BlockRazor has contributed significantly in both education and tooling:
Content: Deep-dive blogs explaining BNBChain MEV dynamics and sandwich defense strategies (Blog 1, Blog 2)
Monitoring Tools: Real-time MEV trackers, bundle inspectors, and public monitor for transparency and accountability
Validators are essential enforcers in the alliance by:
Accepting block bids only from verified, GWA-compliant builders
Participating in testing and feedback loops for new detectors
Supporting faster propagation and adoption of filtered, MEV-safe blocks
Together, this creates a multi-layered defense system — builderfiltering +validator enforcement — that has reshaped MEV dynamics on BNB Chain.
What Challenges Remain?
Despite significant progress, new challenges are emerging as the sophistication of MEV strategies evolves. GWA is now focused on improving detection granularity, refining builder standards, and enhancing community-driven infrastructure.
Current Challenges:
Cross-block attacks are still difficult to detect and require consistent labeling logic and advanced pattern recognition.

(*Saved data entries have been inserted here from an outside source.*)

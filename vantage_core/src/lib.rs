// Copyright 2026 the Vantage Authors
// SPDX-License-Identifier: Apache-2.0 OR MIT

//! Minimal incremental chart rendering core.
//!
//! This crate holds the shared vocabulary of the rendering pipeline:
//! - **Records** are normalized observations with stable [`Key`] identity.
//! - **Layout frames** are complete, keyed geometric descriptions of one render pass.
//! - **The scene** retains the last committed geometry per key and diffs consecutive
//!   frames into enter/update/exit transitions.
//!
//! Layout computation, interaction state, and any actual drawing live in downstream
//! crates; everything here is renderer-agnostic data.

#![no_std]

extern crate alloc;

mod dataset;
mod frame;
mod key;
mod record;
mod scene;
mod shape;
pub mod z_order;

pub use dataset::Dataset;
pub use frame::{FrameTag, LayoutFrame};
pub use key::Key;
pub use record::Record;
pub use scene::{SceneState, ShapeDiff};
pub use shape::{PathShape, PointShape, RectShape, Shape, TextAnchor, TextShape};
// Copyright 2026 the Vantage Authors
// SPDX-License-Identifier: Apache-2.0 OR MIT

//! Shared visual style for chart layout.

extern crate alloc;

use alloc::vec::Vec;

use peniko::color::palette::css;
use peniko::{Brush, Color};

/// A width/height pair in scene units.
#[derive(Clone, Copy, Debug, PartialEq)]
pub struct Size {
    /// Width in scene units.
    pub width: f64,
    /// Height in scene units.
    pub height: f64,
}

impl Size {
    /// Creates a size.
    pub fn new(width: f64, height: f64) -> Self {
        Self { width, height }
    }
}

/// Visual constants shared by the layout functions.
///
/// Everything here is plain data so a host can restyle a chart without touching layout
/// code. Defaults match the demo renderer.
#[derive(Clone, Debug)]
pub struct ChartStyle {
    /// Fill palette for series, cycled by series index.
    pub series_fills: Vec<Brush>,
    /// Label and tick font size.
    pub font_size: f64,
    /// Guide line color (grid, axes).
    pub guide_color: Color,
    /// Label text color.
    pub label_color: Color,
    /// Alpha multiplier applied to non-highlighted series while one is highlighted.
    pub dim_alpha: f32,
    /// Minimum vertical spacing between relaxed labels.
    pub label_spacing: f64,
}

impl Default for ChartStyle {
    fn default() -> Self {
        Self {
            series_fills: default_series_fills(8),
            font_size: 12.0,
            guide_color: css::BLACK.with_alpha(40.0 / 255.0),
            label_color: css::BLACK,
            dim_alpha: 0.25,
            label_spacing: 20.0,
        }
    }
}

impl ChartStyle {
    /// Returns the fill for the series at `index`, cycling the palette.
    pub fn series_fill(&self, index: usize) -> Brush {
        if self.series_fills.is_empty() {
            return Brush::Solid(css::GRAY);
        }
        self.series_fills[index % self.series_fills.len()].clone()
    }

    /// Returns `fill` dimmed by [`ChartStyle::dim_alpha`].
    ///
    /// Only solid brushes are dimmed; gradients pass through unchanged.
    pub fn dimmed(&self, fill: &Brush) -> Brush {
        match fill {
            Brush::Solid(c) => Brush::Solid(c.multiply_alpha(self.dim_alpha)),
            other => other.clone(),
        }
    }
}

/// Returns a categorical fill palette suitable for stacked series.
///
/// Colors come from named CSS colors and repeat when `count` exceeds the palette
/// length.
pub fn default_series_fills(count: usize) -> Vec<Brush> {
    const PALETTE: [Color; 8] = [
        css::CORNFLOWER_BLUE,
        css::ORANGE,
        css::MEDIUM_SEA_GREEN,
        css::CRIMSON,
        css::GOLDENROD,
        css::SLATE_BLUE,
        css::DARK_CYAN,
        css::HOT_PINK,
    ];

    (0..count)
        .map(|i| Brush::Solid(PALETTE[i % PALETTE.len()]))
        .collect()
}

Trade-offs among latency, detection accuracy, and economic viability persist for builders and validators.
Lack of standardized tooling makes performance comparisons of different ecosystem participants difficult.
What’s Next for the GWA
To address these challenges, GWA will implement the following:
Performance Benchmarking Build shared tools to track and quantify sandwich attacks transparently on-chain.
Builder Entry & Exit Criteria Set clear requirements:
Entry: Clear minimum detection capabilities, open-source transparency, and community alignment.
Exit: Repeated underperformance or non-compliance will lead to removal from the GWA allowlist.
Open Collaboration & Reviews Conduct quarterly reviews, integrate public dashboards, and create stronger feedback loops among validators, builders, and researchers to continuously refine MEV defense strategies.
Further optimize the trading experience by leveraging new mechanisms to reduce confirmation latency and improve transaction ordering, making trading smoother and safer.
Final Thoughts
The Goodwill Alliance proves what’s possible when infrastructure providers, validators, and developers work together. While the fight against malicious MEV isn’t over, BNB Chain now stands as a model for how ecosystems can take action — and deliver real impact — at scale.